Amazon reported its Q1 earnings yesterday, and despite hitting EPS estimates and achieving a tiny revenue beat, stock is down this morning by as much as 9%. It’s now down about 7%.
One factor could be that the company’s sales growth fell to 23% in Q1, down from 25% in Q4 and 29% in Q3. That’s not a big decrease, but investors wanted that number to get a boost this quarter.
Amazon is a company that is largely judged by its ability to grow revenue since it doesn’t have much in the way of profits.
Investors are patient, and don’t mind the lack of profits because they think Amazon is investing to grow the business. But when sales growth is decelerating it’s worrisome. It suggests the investment isn’t working out as well as they want.
Operating income guidance of a loss of $US455 to a loss of $US55 million was also well below the street at $US200 million.
Overall, investors saw Amazon’s quarterly results and were neither overly impressed (though both Amazon Web Services and International business outperformed) nor overly disappointed.

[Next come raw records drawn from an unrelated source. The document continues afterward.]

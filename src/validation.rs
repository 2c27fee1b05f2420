/*!
Address validation resources.

A validation is created by POSTing a candidate address, tracked through the
three lifecycle states, and mutated only through a merge-patch of its
`state` field. The client never deletes one.
*/
use chrono::{DateTime, Utc};
use serde::{Deserialize, Serialize};

use crate::deserializers::bool_from_str_or_bool;
use crate::GeographicAddress;

/// Lifecycle state of an [`AddressValidation`].
///
/// The backend only ever returns these three values; the client does not
/// invent others.
#[derive(Debug, Deserialize, Serialize, Clone, Copy, PartialEq, Eq)]
pub enum ValidationState {
    InProgress,
    Completed,
    Failed,
}

impl ValidationState {
    pub fn as_str(&self) -> &'static str {
        use self::ValidationState::*;
        match *self {
            InProgress => "InProgress",
            Completed => "Completed",
            Failed => "Failed",
        }
    }
}

impl std::fmt::Display for ValidationState {
    fn fmt(&self, f: &mut std::fmt::Formatter) -> std::fmt::Result {
        f.write_str(self.as_str())
    }
}

/// An asynchronous check of a submitted address against authoritative data,
/// optionally returning alternates.
#[derive(Debug, Deserialize, Serialize, Clone, PartialEq, Eq)]
#[serde(rename_all = "camelCase")]
pub struct AddressValidation {
    #[serde(default)]
    pub id: String,
    #[serde(default, skip_serializing_if = "Option::is_none")]
    pub href: Option<String>,
    pub state: ValidationState,
    /// Free-text outcome description.
    #[serde(default)]
    pub validation_result: String,
    #[serde(default, skip_serializing_if = "Option::is_none")]
    pub validation_date: Option<DateTime<Utc>>,
    #[serde(default, deserialize_with = "bool_from_str_or_bool")]
    pub provide_alternative: bool,
    pub submitted_geographic_address: GeographicAddress,
    #[serde(default, skip_serializing_if = "Option::is_none")]
    pub valid_geographic_address: Option<GeographicAddress>,
    #[serde(default, skip_serializing_if = "Vec::is_empty")]
    pub alternate_geographic_address: Vec<GeographicAddress>,
}

/// Body of a validation creation request.
#[derive(Debug, Serialize, Clone, PartialEq, Eq)]
#[serde(rename_all = "camelCase")]
pub struct ValidationRequest {
    pub provide_alternative: bool,
    pub submitted_geographic_address: GeographicAddress,
}

/// Merge-patch body for a validation. Only fields present here are changed
/// server-side, so absent fields must not be serialized.
#[derive(Debug, Serialize, Default, Clone, PartialEq, Eq)]
pub struct ValidationPatch {
    #[serde(skip_serializing_if = "Option::is_none")]
    pub state: Option<ValidationState>,
}

impl ValidationPatch {
    /// Patch that transitions the validation to the given state.
    pub fn state(state: ValidationState) -> Self {
        ValidationPatch { state: Some(state) }
    }
}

Unfortunately for Amazon, having nothing to be impressed about could be the reason for the stock drop, as investors would have preferred to see more growth. Amazon has always been a long-term focused company, however. With big recent investments in video content and rumours of an in-house delivery service in the works and Prime memberships continuing to increase, the company might start seeing a bigger pay-off soon.
Disclosure: Jeff Bezos is an investor in Business Insider through his personal investment company Bezos Expeditions.